Information supplied.
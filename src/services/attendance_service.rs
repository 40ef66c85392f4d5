use crate::error::{AppError, AppResult};
use crate::models::{
    Attendance, AttendanceStatus, AttendeeType, DojoClass, Member, PaymentMethod, PaymentType,
};
use crate::repositories::{
    AttendanceRepository, AttendeeTypeStat, ClassRepository, ClassTypeStat, DailyAttendanceTrend,
    MemberAttendanceEntry, MemberRepository,
};
use crate::services::PaymentService;
use chrono::NaiveDate;
use serde::{Deserialize, Serialize};
use std::sync::Arc;
use tracing::info;
use uuid::Uuid;

/// One requested marking in a bulk operation
#[derive(Debug, Clone, Deserialize)]
pub struct AttendanceRequest {
    pub member_id: Uuid,
    #[serde(default)]
    pub status: Option<String>,
    #[serde(default)]
    pub member_type: Option<String>,
    #[serde(default)]
    pub notes: Option<String>,
}

/// Per-item outcome of a bulk marking
#[derive(Debug, Serialize)]
pub struct BulkAttendanceResult {
    pub member_id: Uuid,
    pub status: String,
    #[serde(skip_serializing_if = "Option::is_none")]
    pub attendance_id: Option<Uuid>,
    #[serde(skip_serializing_if = "Option::is_none")]
    pub error: Option<String>,
}

/// Attendance summary payload for one class
#[derive(Debug, Serialize)]
pub struct ClassAttendanceSummary {
    pub attendance_breakdown: Vec<serde_json::Value>,
    pub summary: serde_json::Value,
}

/// Analytics payload across classes
#[derive(Debug, Serialize)]
pub struct AttendanceAnalytics {
    pub class_type_stats: Vec<ClassTypeStat>,
    pub member_type_stats: Vec<AttendeeTypeStat>,
    pub daily_trends: Vec<DailyAttendanceTrend>,
}

/// Service marking attendance and maintaining the derived class statistics
pub struct AttendanceService {
    attendance_repo: Arc<AttendanceRepository>,
    class_repo: Arc<ClassRepository>,
    member_repo: Arc<MemberRepository>,
    payments: Arc<PaymentService>,
}

impl AttendanceService {
    pub fn new(
        attendance_repo: Arc<AttendanceRepository>,
        class_repo: Arc<ClassRepository>,
        member_repo: Arc<MemberRepository>,
        payments: Arc<PaymentService>,
    ) -> Self {
        Self {
            attendance_repo,
            class_repo,
            member_repo,
            payments,
        }
    }

    /// Mark attendance for one member in a class. An existing record for the
    /// pair is re-marked instead of duplicated; a fresh record derives its
    /// fee from the attendee tier.
    pub async fn mark(
        &self,
        class_id: Uuid,
        request: AttendanceRequest,
    ) -> AppResult<Attendance> {
        let class = self.require_class(class_id).await?;
        let member = self.require_member(request.member_id).await?;

        let status = match &request.status {
            Some(s) => AttendanceStatus::from_str(s).map_err(AppError::Validation)?,
            None => AttendanceStatus::Present,
        };
        let member_type = match &request.member_type {
            Some(t) => AttendeeType::from_str(t).map_err(AppError::Validation)?,
            None => AttendeeType::Member,
        };

        let existing = self
            .attendance_repo
            .find_by_class_and_member(class_id, member.id)
            .await
            .map_err(AppError::from)?;

        let attendance = match existing {
            Some(record) => self
                .attendance_repo
                .update_marking(
                    record.id,
                    status.as_str(),
                    member_type.as_str(),
                    request.notes.as_deref(),
                )
                .await
                .map_err(AppError::from)?,
            None => {
                let (fee, fee_status) =
                    Attendance::fee_for(member_type, class.drop_in_fee, class.member_fee);

                self.attendance_repo
                    .create(
                        class_id,
                        member.id,
                        status.as_str(),
                        member_type.as_str(),
                        fee > 0.0,
                        fee,
                        fee_status.as_str(),
                        request.notes.as_deref(),
                    )
                    .await
                    .map_err(|e| AppError::from(crate::error::RepositoryError::from(e)))?
            }
        };

        self.after_marking(&class, &member, &attendance).await?;

        Ok(attendance)
    }

    /// Mark attendance for several members, collecting per-item outcomes
    pub async fn bulk_mark(
        &self,
        class_id: Uuid,
        requests: Vec<AttendanceRequest>,
    ) -> Vec<BulkAttendanceResult> {
        let mut results = Vec::with_capacity(requests.len());

        for request in requests {
            let member_id = request.member_id;
            match self.mark(class_id, request).await {
                Ok(attendance) => results.push(BulkAttendanceResult {
                    member_id,
                    status: "success".to_string(),
                    attendance_id: Some(attendance.id),
                    error: None,
                }),
                Err(e) => results.push(BulkAttendanceResult {
                    member_id,
                    status: "error".to_string(),
                    attendance_id: None,
                    error: Some(e.to_string()),
                }),
            }
        }

        results
    }

    /// Collect a per-class fee and record the matching class-fee payment.
    /// An amount override replaces the derived fee.
    pub async fn mark_fee_received(
        &self,
        attendance_id: Uuid,
        amount: Option<f64>,
    ) -> AppResult<Attendance> {
        let attendance = self
            .attendance_repo
            .find_by_id(attendance_id)
            .await
            .map_err(AppError::from)?
            .ok_or_else(|| {
                AppError::NotFound(format!("Attendance {} not found", attendance_id))
            })?;

        if !attendance.payment_required {
            return Err(AppError::BusinessLogic(
                "No payment required for this attendance".to_string(),
            ));
        }

        let amount = amount.unwrap_or(attendance.payment_amount);
        self.attendance_repo
            .set_fee_paid(attendance_id, amount)
            .await
            .map_err(AppError::from)?;

        // One payment record per attendance; skip when already billed.
        let already_billed = self
            .payments
            .payment_for_attendance(attendance_id)
            .await?
            .is_some();

        if !already_billed && amount > 0.0 {
            let class = self.require_class(attendance.class_id).await?;
            self.payments
                .create_payment(
                    attendance.member_id,
                    PaymentType::ClassFee,
                    amount,
                    0.0,
                    PaymentMethod::Cash,
                    None,
                    Some(format!(
                        "Payment for {} on {}",
                        class.class_name, class.class_date
                    )),
                    Some(attendance_id),
                )
                .await?;
        }

        self.attendance_repo
            .find_by_id(attendance_id)
            .await
            .map_err(AppError::from)?
            .ok_or_else(|| AppError::NotFound(format!("Attendance {} not found", attendance_id)))
    }

    /// Attendance summary for one class
    pub async fn class_summary(&self, class_id: Uuid) -> AppResult<ClassAttendanceSummary> {
        self.require_class(class_id).await?;

        let breakdown = self
            .attendance_repo
            .class_breakdown(class_id)
            .await
            .map_err(AppError::from)?
            .into_iter()
            .map(|(status, member_type, count, revenue)| {
                serde_json::json!({
                    "status": status,
                    "member_type": member_type,
                    "count": count,
                    "revenue": revenue,
                })
            })
            .collect();

        let total_registered = self
            .attendance_repo
            .count_by_class(class_id)
            .await
            .map_err(AppError::from)?;
        let total_present = self
            .attendance_repo
            .count_present_by_class(class_id)
            .await
            .map_err(AppError::from)?;
        let total_revenue = self
            .attendance_repo
            .collected_revenue_by_class(class_id)
            .await
            .map_err(AppError::from)?;

        let attendance_rate = if total_registered > 0 {
            total_present as f64 / total_registered as f64 * 100.0
        } else {
            0.0
        };

        Ok(ClassAttendanceSummary {
            attendance_breakdown: breakdown,
            summary: serde_json::json!({
                "total_registered": total_registered,
                "total_present": total_present,
                "attendance_rate": attendance_rate,
                "total_revenue": total_revenue,
            }),
        })
    }

    /// A member's attendance history
    pub async fn member_history(
        &self,
        member_id: Uuid,
        limit: i64,
    ) -> AppResult<Vec<MemberAttendanceEntry>> {
        self.require_member(member_id).await?;
        self.attendance_repo
            .find_by_member(member_id, limit)
            .await
            .map_err(AppError::from)
    }

    /// Cross-class analytics for a date window
    pub async fn analytics(
        &self,
        start: Option<NaiveDate>,
        end: Option<NaiveDate>,
    ) -> AppResult<AttendanceAnalytics> {
        let class_type_stats = self
            .attendance_repo
            .stats_by_class_type(start, end)
            .await
            .map_err(AppError::from)?;

        let member_type_stats = self
            .attendance_repo
            .stats_by_attendee_type(start, end)
            .await
            .map_err(AppError::from)?;

        let daily_trends = self
            .attendance_repo
            .daily_trends(start, end)
            .await
            .map_err(AppError::from)?;

        Ok(AttendanceAnalytics {
            class_type_stats,
            member_type_stats,
            daily_trends,
        })
    }

    /// Refresh the derived class statistics and the member's last-attendance
    /// date after a marking.
    async fn after_marking(
        &self,
        class: &DojoClass,
        member: &Member,
        attendance: &Attendance,
    ) -> AppResult<()> {
        let (present, drop_ins, members) = self
            .attendance_repo
            .class_present_breakdown(class.id)
            .await
            .map_err(AppError::from)?;

        if class.max_capacity > 0 && present > class.max_capacity {
            return Err(AppError::BusinessLogic(format!(
                "Attendance count ({}) cannot exceed max capacity ({})",
                present, class.max_capacity
            )));
        }

        let revenue = drop_ins as f64 * class.drop_in_fee + members as f64 * class.member_fee;
        self.class_repo
            .update_stats(class.id, present, revenue)
            .await
            .map_err(AppError::from)?;

        if attendance.status == AttendanceStatus::Present.as_str() {
            self.member_repo
                .set_last_attendance_date(member.id, class.class_date)
                .await
                .map_err(AppError::from)?;
        }

        info!(
            "Marked {} as {} for class {}",
            member.member_name, attendance.status, class.class_name
        );

        Ok(())
    }

    async fn require_class(&self, class_id: Uuid) -> AppResult<DojoClass> {
        self.class_repo
            .find_by_id(class_id)
            .await
            .map_err(AppError::from)?
            .ok_or_else(|| AppError::NotFound(format!("Class {} not found", class_id)))
    }

    async fn require_member(&self, member_id: Uuid) -> AppResult<Member> {
        self.member_repo
            .find_by_id(member_id)
            .await
            .map_err(AppError::from)?
            .ok_or_else(|| AppError::NotFound(format!("Member {} not found", member_id)))
    }
}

What the exercise asks.
Return exactly, and only, the lines above starting at the line that contains "let status = match" and ending at the line that contains "let (fee, fee_status)".

Response to the task.
        let status = match &request.status {
            Some(s) => AttendanceStatus::from_str(s).map_err(AppError::Validation)?,
            None => AttendanceStatus::Present,
        };
        let member_type = match &request.member_type {
            Some(t) => AttendeeType::from_str(t).map_err(AppError::Validation)?,
            None => AttendeeType::Member,
        };

        let existing = self
            .attendance_repo
            .find_by_class_and_member(class_id, member.id)
            .await
            .map_err(AppError::from)?;

        let attendance = match existing {
            Some(record) => self
                .attendance_repo
                .update_marking(
                    record.id,
                    status.as_str(),
                    member_type.as_str(),
                    request.notes.as_deref(),
                )
                .await
                .map_err(AppError::from)?,
            None => {
                let (fee, fee_status) =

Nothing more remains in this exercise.